He patted the couch. “Come here, Liv.”

I sank down next to him, leaning my head automatically into his shoulder, something I hadn’t done in a long time. My head must have grown, because it wasn’t the comfortable fit I used to remember.

“Hey...hey. Don’t cry.”

I was about to protest that I wasn’t crying, that I was freaked out since my father had been sitting on the roof of the cafeteria, thank you very much, but I wasn’t going to cry about it. And then I realized that my shoulders were heaving, and my breath was coming out funny, and that Dad, as usual, was right.

Outside, a car started; Mrs. Silva and Mr. Meyers had left. This made me a little worried, and then it worried me that I was worried—because being with Dad should have been the least worrisome thing in the world.

I pulled away and looked at him. “What happened?”

“Really, it was nothing. I just felt like I needed to take a little break.” There was something I didn’t trust about his face. It was exactly the way I’d look if someone had a gun to my back and was telling me to smile or else.

“In the middle of the school day. On the cafeteria roof.”

Dad pulled me close again. “Everything’s fine now, Liv. There’s something I want to tell you.”

I groaned. Whatever followed this statement wasn’t going to be good.

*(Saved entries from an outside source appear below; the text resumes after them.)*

//! Link Service
//!
//! Equipment and reagent link sets of experiment records.

use benchlog_core::{LinkKind, LinkSet, RowId};
use benchlog_storage::LabStore;
use serde_json::Value as JsonValue;

use crate::error::ApiResult;

/// Linked ids of one record, ascending.
///
/// Unknown records simply have no links.
pub async fn linked_ids(store: &dyn LabStore, record_id: RowId, kind: LinkKind) -> ApiResult<Vec<RowId>> {
    Ok(store.linked_ids(record_id, kind).await?)
}

/// Replace the link set of a record with the ids in `payload`.
///
/// `payload` is the whole request body, `{"ids": [...]}`. It is fully
/// validated before storage is touched. Returns the number of ids
/// submitted, duplicates included.
pub async fn set_linked_ids(
    store: &dyn LabStore,
    record_id: RowId,
    kind: LinkKind,
    payload: &JsonValue,
) -> ApiResult<usize> {
    let links = LinkSet::from_payload(payload)?;
    store.replace_links(record_id, kind, &links).await?;

    tracing::debug!(
        record_id,
        %kind,
        requested = links.requested(),
        stored = links.ids().len(),
        "Link set replaced"
    );
    Ok(links.requested())
}

#[cfg(test)]
mod tests {
    use super::*;
    use crate::error::ErrorCode;
    use benchlog_storage::InMemoryStore;
    use serde_json::json;

    async fn store() -> InMemoryStore {
        benchlog_test_utils::fixtures::seeded_store(5, 2)
            .await
            .expect("seed store")
    }

    #[tokio::test]
    async fn test_count_includes_duplicates() {
        let store = store().await;
        let count = set_linked_ids(&store, 1, LinkKind::Equipment, &json!({"ids": [3, 3, 5]}))
            .await
            .expect("set links");
        assert_eq!(count, 3);

        let ids = linked_ids(&store, 1, LinkKind::Equipment).await.expect("get links");
        assert_eq!(ids, vec![3, 5]);
    }

    #[tokio::test]
    async fn test_not_a_list_writes_nothing() {
        let store = store().await;
        set_linked_ids(&store, 1, LinkKind::Reagent, &json!({"ids": [1]}))
            .await
            .expect("seed links");

        let err = set_linked_ids(&store, 1, LinkKind::Reagent, &json!({"ids": "not-a-list"}))
            .await
            .expect_err("must reject");
        assert_eq!(err.code, ErrorCode::InvalidInput);

        let ids = linked_ids(&store, 1, LinkKind::Reagent).await.expect("get links");
        assert_eq!(ids, vec![1]);
    }

    #[tokio::test]
    async fn test_bad_element_writes_nothing() {
        let store = store().await;
        let err = set_linked_ids(&store, 1, LinkKind::Equipment, &json!({"ids": [1, "x"]}))
            .await
            .expect_err("must reject");
        assert_eq!(err.code, ErrorCode::InvalidInput);
        assert_eq!(store.link_count(LinkKind::Equipment).expect("count"), 0);
    }

    #[tokio::test]
    async fn test_unknown_target_is_not_found() {
        let store = store().await;
        let err = set_linked_ids(&store, 1, LinkKind::Reagent, &json!({"ids": [1, 99]}))
            .await
            .expect_err("must reject");
        assert_eq!(err.code, ErrorCode::EntityNotFound);
        assert_eq!(store.link_count(LinkKind::Reagent).expect("count"), 0);
    }

    #[tokio::test]
    async fn test_unknown_record_is_not_found() {
        let store = store().await;
        let err = set_linked_ids(&store, 42, LinkKind::Equipment, &json!({"ids": [1]}))
            .await
            .expect_err("must reject");
        assert_eq!(err.code, ErrorCode::EntityNotFound);
    }

    #[tokio::test]
    async fn test_body_must_be_object() {
        let store = store().await;
        let err = set_linked_ids(&store, 1, LinkKind::Equipment, &json!([1, 2]))
            .await
            .expect_err("must reject");
        assert_eq!(err.code, ErrorCode::InvalidInput);
    }

    #[tokio::test]
    async fn test_null_clears() {
        let store = store().await;
        set_linked_ids(&store, 1, LinkKind::Equipment, &json!({"ids": [1, 2]}))
            .await
            .expect("seed links");
        let count = set_linked_ids(&store, 1, LinkKind::Equipment, &json!({"ids": null}))
            .await
            .expect("clear links");
        assert_eq!(count, 0);
        assert!(linked_ids(&store, 1, LinkKind::Equipment)
            .await
            .expect("get links")
            .is_empty());
    }
}
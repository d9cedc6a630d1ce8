//! Discriminator enums shared by every layer.

use serde::{Deserialize, Serialize};
use std::fmt;
use std::str::FromStr;

use crate::ValidationError;

/// Entity type discriminator for errors, storage dispatch and attachments.
#[derive(Debug, Clone, Copy, PartialEq, Eq, Hash, PartialOrd, Ord, Serialize, Deserialize)]
#[cfg_attr(feature = "openapi", derive(utoipa::ToSchema))]
#[serde(rename_all = "snake_case")]
pub enum EntityKind {
    Facility,
    Equipment,
    Reagent,
    Sop,
    Template,
    Record,
    Attachment,
    User,
}

impl EntityKind {
    /// Kinds that may own attachments.
    pub const ATTACHABLE: [EntityKind; 6] = [
        EntityKind::Equipment,
        EntityKind::Facility,
        EntityKind::Reagent,
        EntityKind::Record,
        EntityKind::Sop,
        EntityKind::Template,
    ];

    /// Lowercase name used in URLs, stored attachment rows and file names.
    pub fn as_str(&self) -> &'static str {
        match self {
            EntityKind::Facility => "facility",
            EntityKind::Equipment => "equipment",
            EntityKind::Reagent => "reagent",
            EntityKind::Sop => "sop",
            EntityKind::Template => "template",
            EntityKind::Record => "record",
            EntityKind::Attachment => "attachment",
            EntityKind::User => "user",
        }
    }

    /// Human-readable name for messages.
    pub fn display_name(&self) -> &'static str {
        match self {
            EntityKind::Facility => "Facility",
            EntityKind::Equipment => "Equipment",
            EntityKind::Reagent => "Reagent",
            EntityKind::Sop => "SOP",
            EntityKind::Template => "Template",
            EntityKind::Record => "Record",
            EntityKind::Attachment => "Attachment",
            EntityKind::User => "User",
        }
    }

    /// Whether attachments may be uploaded against this kind.
    pub fn is_attachable(&self) -> bool {
        Self::ATTACHABLE.contains(self)
    }

    /// Parse an attachment owner type, rejecting kinds that cannot own files.
    pub fn parse_attachable(s: &str) -> Result<Self, ValidationError> {
        match s.parse::<EntityKind>() {
            Ok(kind) if kind.is_attachable() => Ok(kind),
            _ => Err(ValidationError::InvalidValue {
                field: "entity_type".to_string(),
                reason: format!(
                    "must be one of: {}",
                    Self::ATTACHABLE
                        .iter()
                        .map(|k| k.as_str())
                        .collect::<Vec<_>>()
                        .join(", ")
                ),
            }),
        }
    }
}

impl fmt::Display for EntityKind {
    fn fmt(&self, f: &mut fmt::Formatter<'_>) -> fmt::Result {
        f.write_str(self.as_str())
    }
}

impl FromStr for EntityKind {
    type Err = ValidationError;

    fn from_str(s: &str) -> Result<Self, Self::Err> {
        Ok(match s {
            "facility" => EntityKind::Facility,
            "equipment" => EntityKind::Equipment,
            "reagent" => EntityKind::Reagent,
            "sop" => EntityKind::Sop,
            "template" => EntityKind::Template,
            "record" => EntityKind::Record,
            "attachment" => EntityKind::Attachment,
            "user" => EntityKind::User,
            other => {
                return Err(ValidationError::InvalidValue {
                    field: "entity_type".to_string(),
                    reason: format!("unknown entity type '{}'", other),
                })
            }
        })
    }
}

/// Natural listing order of an entity table.
#[derive(Debug, Clone, Copy, PartialEq, Eq)]
pub enum ListOrder {
    /// Highest id first.
    NewestFirst,
    /// Ascending by the entity's label column (name or title), ties by id.
    ByLabel,
}
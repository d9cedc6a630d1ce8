//! Upload REST API Routes
//!
//! `POST /uploads` takes a multipart form with a `file` part; the owning
//! entity comes from the query string.

use std::sync::Arc;

use axum::{
    extract::{
        multipart::{MultipartError, MultipartRejection},
        rejection::{PathRejection, QueryRejection},
        DefaultBodyLimit, Multipart, Path, Query, State,
    },
    http::StatusCode,
    routing::{get, post},
    Json, Router,
};
use benchlog_core::RowId;

use crate::{
    error::{ApiError, ApiResult},
    services::upload_service::{self, UploadSettings, UploadedFile},
    state::{AppState, SharedStore},
    types::{AttachmentResponse, UploadParams},
};

/// Room for multipart boundaries and part headers on top of the file itself.
const MULTIPART_OVERHEAD_BYTES: usize = 64 * 1024;

fn multipart_error(e: MultipartError) -> ApiError {
    if e.status() == StatusCode::PAYLOAD_TOO_LARGE {
        ApiError::payload_too_large(e.body_text())
    } else {
        ApiError::invalid_input(e.body_text())
    }
}

/// Pull the `file` part out of the form, ignoring any other parts.
async fn read_file_part(mut multipart: Multipart) -> ApiResult<UploadedFile> {
    while let Some(field) = multipart.next_field().await.map_err(multipart_error)? {
        if field.name() != Some("file") {
            continue;
        }
        let filename = field.file_name().unwrap_or_default().to_string();
        let content_type = field.content_type().unwrap_or_default().to_string();
        let bytes = field.bytes().await.map_err(multipart_error)?;
        return Ok(UploadedFile {
            filename,
            content_type,
            bytes: bytes.to_vec(),
        });
    }
    Err(ApiError::missing_field("file"))
}

/// POST /uploads - Attach a file to an entity
#[utoipa::path(
    post,
    path = "/uploads",
    tag = "Uploads",
    params(UploadParams),
    request_body(content_type = "multipart/form-data", description = "Form with a `file` part"),
    responses(
        (status = 200, description = "File stored", body = AttachmentResponse),
        (status = 400, description = "Bad entity type or missing file", body = ApiError),
        (status = 404, description = "Owning entity not found", body = ApiError),
        (status = 413, description = "File too large", body = ApiError),
    ),
    security(("bearer_auth" = []))
)]
pub async fn upload_file(
    State(store): State<SharedStore>,
    State(settings): State<Arc<UploadSettings>>,
    params: Result<Query<UploadParams>, QueryRejection>,
    multipart: Result<Multipart, MultipartRejection>,
) -> ApiResult<Json<AttachmentResponse>> {
    let Query(params) = params.map_err(|e| ApiError::invalid_input(e.body_text()))?;
    let multipart = multipart.map_err(|e| ApiError::invalid_input(e.body_text()))?;
    let file = read_file_part(multipart).await?;
    let response = upload_service::store_upload(store.as_ref(), &settings, params, file).await?;
    Ok(Json(response))
}

/// GET /uploads/{entity_type}/{entity_id} - Attachments of one entity
#[utoipa::path(
    get,
    path = "/uploads/{entity_type}/{entity_id}",
    tag = "Uploads",
    params(
        ("entity_type" = String, Path, description = "equipment, facility, reagent, record, sop or template"),
        ("entity_id" = i64, Path, description = "Owning entity id"),
    ),
    responses(
        (status = 200, description = "Attachments, oldest first", body = Vec<AttachmentResponse>),
        (status = 400, description = "Bad entity type", body = ApiError),
    ),
    security(("bearer_auth" = []))
)]
pub async fn list_attachments(
    State(store): State<SharedStore>,
    path: Result<Path<(String, RowId)>, PathRejection>,
) -> ApiResult<Json<Vec<AttachmentResponse>>> {
    let Path((entity_type, entity_id)) = path.map_err(|e| ApiError::invalid_input(e.body_text()))?;
    let attachments = upload_service::list_attachments(store.as_ref(), &entity_type, entity_id).await?;
    Ok(Json(attachments))
}

/// Create the uploads router. Request bodies above `max_upload_bytes`
/// (plus multipart framing) are refused before reaching the handler.
pub fn create_router(max_upload_bytes: usize) -> Router<AppState> {
    Router::new()
        .route(
            "/",
            post(upload_file)
                .layer(DefaultBodyLimit::max(max_upload_bytes.saturating_add(MULTIPART_OVERHEAD_BYTES))),
        )
        .route("/:entity_type/:entity_id", get(list_attachments))
}
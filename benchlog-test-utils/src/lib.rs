//! Benchlog Test Utilities
//!
//! Shared test infrastructure for the Benchlog workspace:
//! - Proptest generators for drafts and link payloads
//! - Fixtures that seed an in-memory store
//! - Assertions for Benchlog error shapes

// Re-export the in-memory store from its source crate
pub use benchlog_storage::InMemoryStore;

// Re-export core types for convenience
pub use benchlog_core::{
    BenchError, BenchResult, EntityKind, Equipment, EquipmentDraft, ExperimentRecord,
    ExperimentRecordDraft, Facility, FacilityDraft, LinkKind, LinkSet, Reagent, ReagentDraft,
    RowId, StorageError, ValidationError,
};

// ============================================================================
// PROPTEST GENERATORS
// ============================================================================

pub mod generators {
    //! Proptest strategies for Benchlog payloads.

    use super::*;
    use proptest::prelude::*;
    use serde_json::{json, Value as JsonValue};

    /// Short label made of lowercase words.
    pub fn arb_label() -> impl Strategy<Value = String> {
        "[a-z]{1,8}( [a-z]{1,8}){0,2}"
    }

    /// Comma-separated tag string, possibly empty.
    pub fn arb_tags() -> impl Strategy<Value = String> {
        prop::collection::vec("[a-z]{2,6}", 0..4).prop_map(|tags| tags.join(","))
    }

    pub fn arb_equipment_draft() -> impl Strategy<Value = EquipmentDraft> {
        (arb_label(), arb_tags(), "[A-Z]-[0-9]{2,4}").prop_map(|(name, tags, asset_no)| {
            EquipmentDraft {
                name,
                tags,
                asset_no,
                ..Default::default()
            }
        })
    }

    pub fn arb_reagent_draft() -> impl Strategy<Value = ReagentDraft> {
        (arb_label(), arb_tags(), "[0-9]{3,6}", "L[0-9]{2,4}").prop_map(
            |(name, tags, cat_no, lot_no)| ReagentDraft {
                name,
                tags,
                cat_no,
                lot_no,
                ..Default::default()
            },
        )
    }

    pub fn arb_record_draft() -> impl Strategy<Value = ExperimentRecordDraft> {
        (arb_label(), arb_tags(), arb_label()).prop_map(|(title, tags, purpose)| {
            ExperimentRecordDraft {
                title,
                tags,
                purpose,
                ..Default::default()
            }
        })
    }

    /// A list of ids within `1..=max`, duplicates allowed.
    pub fn arb_id_list(max: RowId) -> impl Strategy<Value = Vec<RowId>> {
        prop::collection::vec(1..=max, 0..12)
    }

    /// One id element in any accepted JSON spelling.
    pub fn arb_coercible_id(max: RowId) -> impl Strategy<Value = (RowId, JsonValue)> {
        (1..=max, 0u8..3).prop_map(|(id, spelling)| {
            let value = match spelling {
                0 => json!(id),
                1 => json!(id as f64),
                _ => json!(id.to_string()),
            };
            (id, value)
        })
    }

    /// A JSON value that is never integer-coercible.
    pub fn arb_non_integer() -> impl Strategy<Value = JsonValue> {
        prop_oneof![
            Just(json!(true)),
            Just(json!(null)),
            Just(json!({"id": 1})),
            Just(json!([1])),
            "[a-z]{1,5}".prop_map(JsonValue::String),
            (1i32..1000).prop_map(|n| json!(n as f64 + 0.5)),
        ]
    }
}

// ============================================================================
// FIXTURES
// ============================================================================

pub mod fixtures {
    //! Pre-built data for common testing scenarios.

    use super::*;
    use benchlog_storage::EntityStore;

    pub fn equipment_draft(name: &str) -> EquipmentDraft {
        EquipmentDraft {
            name: name.to_string(),
            ..Default::default()
        }
    }

    pub fn reagent_draft(name: &str) -> ReagentDraft {
        ReagentDraft {
            name: name.to_string(),
            ..Default::default()
        }
    }

    pub fn record_draft(title: &str) -> ExperimentRecordDraft {
        ExperimentRecordDraft {
            title: title.to_string(),
            ..Default::default()
        }
    }

    /// A small lab: one facility, `equipment` equipment rows named `eq-N`,
    /// `reagents` reagent rows named `rg-N`, and one record titled "baseline".
    pub async fn seeded_store(equipment: usize, reagents: usize) -> BenchResult<InMemoryStore> {
        let store = InMemoryStore::new();
        EntityStore::<Facility>::create(
            &store,
            FacilityDraft {
                name: "Main lab".to_string(),
                location: "Building 2".to_string(),
                ..Default::default()
            },
        )
        .await?;
        for n in 1..=equipment {
            EntityStore::<Equipment>::create(&store, equipment_draft(&format!("eq-{}", n)))
                .await?;
        }
        for n in 1..=reagents {
            EntityStore::<Reagent>::create(&store, reagent_draft(&format!("rg-{}", n))).await?;
        }
        EntityStore::<ExperimentRecord>::create(&store, record_draft("baseline")).await?;
        Ok(store)
    }
}

// ============================================================================
// ASSERTIONS
// ============================================================================

pub mod assertions {
    //! Assertion helpers for Benchlog error shapes.

    use super::*;

    /// Assert that a result is a `NotFound` for the given kind.
    pub fn assert_not_found<T: std::fmt::Debug>(result: &BenchResult<T>, kind: EntityKind) {
        match result {
            Err(BenchError::Storage(StorageError::NotFound { entity_type, .. })) => {
                assert_eq!(*entity_type, kind, "Wrong entity type in NotFound error");
            }
            other => panic!("Expected NotFound for {:?}, got: {:?}", kind, other),
        }
    }

    /// Assert that a result is a validation failure.
    pub fn assert_invalid<T: std::fmt::Debug>(result: &BenchResult<T>) {
        assert!(
            matches!(result, Err(BenchError::Validation(_))),
            "Expected validation error, got: {:?}",
            result
        );
    }
}
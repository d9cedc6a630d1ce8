//! Service Layer
//!
//! Business logic that sits between the HTTP handlers and storage. Services
//! take the store as `&dyn LabStore` so they run unchanged over either
//! backend.

pub mod link_service;
pub mod record_service;
pub mod search_service;
pub mod upload_service;
pub mod user_service;

pub use link_service::*;
pub use record_service::*;
pub use search_service::*;
pub use upload_service::{list_attachments, store_upload, UploadSettings, UploadedFile};
pub use user_service::*;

Cue Daniel telling me he was going to college halfway across the country, but we would talk every week. Cue Dad announcing that the guy responsible for Daniel’s death had worked out a plea bargain. Cue Mom telling me she had something to talk about, and then moving to Omaha. I braced myself as if I were preparing for a slap to the face or a punch to the gut. Maybe it was worse than I thought—maybe Dad had had a stroke or been diagnosed with brain cancer or any one of the awful diseases you could find on medical websites.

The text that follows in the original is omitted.